__What the task asks__. What you return should match the records below exactly.

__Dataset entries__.
————————
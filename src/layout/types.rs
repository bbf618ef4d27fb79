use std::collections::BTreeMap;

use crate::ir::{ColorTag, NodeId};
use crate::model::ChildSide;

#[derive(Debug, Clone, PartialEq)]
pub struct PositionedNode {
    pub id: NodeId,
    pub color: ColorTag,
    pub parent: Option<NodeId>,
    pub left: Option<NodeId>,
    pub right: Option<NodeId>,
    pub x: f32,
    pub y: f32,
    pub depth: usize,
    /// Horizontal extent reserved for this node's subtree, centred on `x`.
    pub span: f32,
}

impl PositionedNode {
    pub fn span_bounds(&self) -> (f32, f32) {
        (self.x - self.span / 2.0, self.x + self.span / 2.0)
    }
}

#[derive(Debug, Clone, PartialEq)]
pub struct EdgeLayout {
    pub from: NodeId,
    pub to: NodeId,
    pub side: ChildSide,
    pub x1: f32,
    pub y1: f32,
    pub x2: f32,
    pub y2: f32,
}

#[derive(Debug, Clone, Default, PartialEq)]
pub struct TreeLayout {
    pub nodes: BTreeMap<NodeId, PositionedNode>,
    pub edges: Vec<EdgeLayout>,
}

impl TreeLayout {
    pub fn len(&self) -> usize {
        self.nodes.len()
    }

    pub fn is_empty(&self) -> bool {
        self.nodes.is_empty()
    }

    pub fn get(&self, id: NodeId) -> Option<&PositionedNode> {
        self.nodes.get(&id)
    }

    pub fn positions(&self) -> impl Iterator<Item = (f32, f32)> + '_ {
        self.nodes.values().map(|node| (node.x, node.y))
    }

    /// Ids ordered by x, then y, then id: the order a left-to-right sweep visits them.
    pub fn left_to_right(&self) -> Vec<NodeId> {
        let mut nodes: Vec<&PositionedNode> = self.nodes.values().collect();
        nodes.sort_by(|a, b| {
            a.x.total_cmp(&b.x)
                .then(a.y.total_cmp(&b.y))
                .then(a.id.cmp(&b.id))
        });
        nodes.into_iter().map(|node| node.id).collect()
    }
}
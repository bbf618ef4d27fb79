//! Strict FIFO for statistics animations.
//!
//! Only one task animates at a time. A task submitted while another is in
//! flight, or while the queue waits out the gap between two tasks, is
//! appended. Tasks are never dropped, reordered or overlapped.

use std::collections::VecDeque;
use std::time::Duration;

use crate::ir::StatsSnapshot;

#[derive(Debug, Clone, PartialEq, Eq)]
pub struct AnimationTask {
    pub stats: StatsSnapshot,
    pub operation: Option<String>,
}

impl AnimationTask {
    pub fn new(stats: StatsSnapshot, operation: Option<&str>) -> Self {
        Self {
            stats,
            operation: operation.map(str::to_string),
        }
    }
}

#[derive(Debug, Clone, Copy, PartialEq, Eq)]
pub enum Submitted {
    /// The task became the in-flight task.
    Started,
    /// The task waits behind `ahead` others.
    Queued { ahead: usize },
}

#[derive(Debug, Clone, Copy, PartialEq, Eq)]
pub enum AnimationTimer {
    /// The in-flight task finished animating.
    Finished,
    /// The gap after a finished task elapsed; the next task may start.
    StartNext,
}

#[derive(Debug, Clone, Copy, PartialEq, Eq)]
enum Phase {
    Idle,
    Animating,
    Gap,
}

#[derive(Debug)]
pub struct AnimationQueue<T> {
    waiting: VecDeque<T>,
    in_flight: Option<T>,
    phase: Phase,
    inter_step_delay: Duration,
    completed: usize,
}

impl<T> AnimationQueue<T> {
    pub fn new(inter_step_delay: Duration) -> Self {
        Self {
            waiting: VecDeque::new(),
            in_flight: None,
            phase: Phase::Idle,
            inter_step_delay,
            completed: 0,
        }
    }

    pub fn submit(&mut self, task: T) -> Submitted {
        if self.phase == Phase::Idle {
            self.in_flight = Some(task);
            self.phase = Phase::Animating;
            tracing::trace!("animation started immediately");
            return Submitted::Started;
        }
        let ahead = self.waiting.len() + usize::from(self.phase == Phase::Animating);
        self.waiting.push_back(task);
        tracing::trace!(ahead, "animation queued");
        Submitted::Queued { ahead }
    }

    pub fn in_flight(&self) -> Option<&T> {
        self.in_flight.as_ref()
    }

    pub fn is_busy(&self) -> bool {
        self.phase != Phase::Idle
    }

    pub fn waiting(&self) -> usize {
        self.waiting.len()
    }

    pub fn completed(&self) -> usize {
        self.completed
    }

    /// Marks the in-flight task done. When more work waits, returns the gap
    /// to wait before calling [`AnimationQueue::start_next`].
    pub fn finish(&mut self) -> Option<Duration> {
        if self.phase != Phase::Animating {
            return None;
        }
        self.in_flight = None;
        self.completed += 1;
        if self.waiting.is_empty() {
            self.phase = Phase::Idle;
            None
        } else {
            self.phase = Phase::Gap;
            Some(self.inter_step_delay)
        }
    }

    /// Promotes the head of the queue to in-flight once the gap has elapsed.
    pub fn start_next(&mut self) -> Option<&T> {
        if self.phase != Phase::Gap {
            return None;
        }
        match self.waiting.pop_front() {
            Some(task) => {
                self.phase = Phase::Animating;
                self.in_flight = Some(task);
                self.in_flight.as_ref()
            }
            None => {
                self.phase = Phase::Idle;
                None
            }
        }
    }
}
————————
__Response to the task__.
filename src/layout/types.rs
repository bbf618ef4d27fb79
use std::collections::BTreeMap;

use crate::ir::{ColorTag, NodeId};
use crate::model::ChildSide;

#[derive(Debug, Clone, PartialEq)]
pub struct PositionedNode {
    pub id: NodeId,
    pub color: ColorTag,
    pub parent: Option<NodeId>,
    pub left: Option<NodeId>,
    pub right: Option<NodeId>,
    pub x: f32,
    pub y: f32,
    pub depth: usize,
    /// Horizontal extent reserved for this node's subtree, centred on `x`.
    pub span: f32,
}

impl PositionedNode {
    pub fn span_bounds(&self) -> (f32, f32) {
        (self.x - self.span / 2.0, self.x + self.span / 2.0)
    }
}

#[derive(Debug, Clone, PartialEq)]
pub struct EdgeLayout {
    pub from: NodeId,
    pub to: NodeId,
    pub side: ChildSide,
    pub x1: f32,
    pub y1: f32,
    pub x2: f32,
    pub y2: f32,
}

#[derive(Debug, Clone, Default, PartialEq)]
pub struct TreeLayout {
    pub nodes: BTreeMap<NodeId, PositionedNode>,
    pub edges: Vec<EdgeLayout>,
}

impl TreeLayout {
    pub fn len(&self) -> usize {
        self.nodes.len()
    }

    pub fn is_empty(&self) -> bool {
        self.nodes.is_empty()
    }

    pub fn get(&self, id: NodeId) -> Option<&PositionedNode> {
        self.nodes.get(&id)
    }

    pub fn positions(&self) -> impl Iterator<Item = (f32, f32)> + '_ {
        self.nodes.values().map(|node| (node.x, node.y))
    }

    /// Ids ordered by x, then y, then id: the order a left-to-right sweep visits them.
    pub fn left_to_right(&self) -> Vec<NodeId> {
        let mut nodes: Vec<&PositionedNode> = self.nodes.values().collect();
        nodes.sort_by(|a, b| {
            a.x.total_cmp(&b.x)
                .then(a.y.total_cmp(&b.y))
                .then(a.id.cmp(&b.id))
        });
        nodes.into_iter().map(|node| node.id).collect()
    }
}
repository bbf618ef4d27fb79
//! Strict FIFO for statistics animations.
//!
//! Only one task animates at a time. A task submitted while another is in
//! flight, or while the queue waits out the gap between two tasks, is
//! appended. Tasks are never dropped, reordered or overlapped.

use std::collections::VecDeque;
use std::time::Duration;

use crate::ir::StatsSnapshot;

#[derive(Debug, Clone, PartialEq, Eq)]
pub struct AnimationTask {
    pub stats: StatsSnapshot,
    pub operation: Option<String>,
}

impl AnimationTask {
    pub fn new(stats: StatsSnapshot, operation: Option<&str>) -> Self {
        Self {
            stats,
            operation: operation.map(str::to_string),
        }
    }
}

#[derive(Debug, Clone, Copy, PartialEq, Eq)]
pub enum Submitted {
    /// The task became the in-flight task.
    Started,
    /// The task waits behind `ahead` others.
    Queued { ahead: usize },
}

#[derive(Debug, Clone, Copy, PartialEq, Eq)]
pub enum AnimationTimer {
    /// The in-flight task finished animating.
    Finished,
    /// The gap after a finished task elapsed; the next task may start.
    StartNext,
}

#[derive(Debug, Clone, Copy, PartialEq, Eq)]
enum Phase {
    Idle,
    Animating,
    Gap,
}

#[derive(Debug)]
pub struct AnimationQueue<T> {
    waiting: VecDeque<T>,
    in_flight: Option<T>,
    phase: Phase,
    inter_step_delay: Duration,
    completed: usize,
}

impl<T> AnimationQueue<T> {
    pub fn new(inter_step_delay: Duration) -> Self {
        Self {
            waiting: VecDeque::new(),
            in_flight: None,
            phase: Phase::Idle,
            inter_step_delay,
            completed: 0,
        }
    }

    pub fn submit(&mut self, task: T) -> Submitted {
        if self.phase == Phase::Idle {
            self.in_flight = Some(task);
            self.phase = Phase::Animating;
            tracing::trace!("animation started immediately");
            return Submitted::Started;
        }
        let ahead = self.waiting.len() + usize::from(self.phase == Phase::Animating);
        self.waiting.push_back(task);
        tracing::trace!(ahead, "animation queued");
        Submitted::Queued { ahead }
    }

    pub fn in_flight(&self) -> Option<&T> {
        self.in_flight.as_ref()
    }

    pub fn is_busy(&self) -> bool {
        self.phase != Phase::Idle
    }

    pub fn waiting(&self) -> usize {
        self.waiting.len()
    }

    pub fn completed(&self) -> usize {
        self.completed
    }

    /// Marks the in-flight task done. When more work waits, returns the gap
    /// to wait before calling [`AnimationQueue::start_next`].
    pub fn finish(&mut self) -> Option<Duration> {
        if self.phase != Phase::Animating {
            return None;
        }
        self.in_flight = None;
        self.completed += 1;
        if self.waiting.is_empty() {
            self.phase = Phase::Idle;
            None
        } else {
            self.phase = Phase::Gap;
            Some(self.inter_step_delay)
        }
    }

    /// Promotes the head of the queue to in-flight once the gap has elapsed.
    pub fn start_next(&mut self) -> Option<&T> {
        if self.phase != Phase::Gap {
            return None;
        }
        match self.waiting.pop_front() {
            Some(task) => {
                self.phase = Phase::Animating;
                self.in_flight = Some(task);
                self.in_flight.as_ref()
            }
            None => {
                self.phase = Phase::Idle;
                None
            }
        }
    }
}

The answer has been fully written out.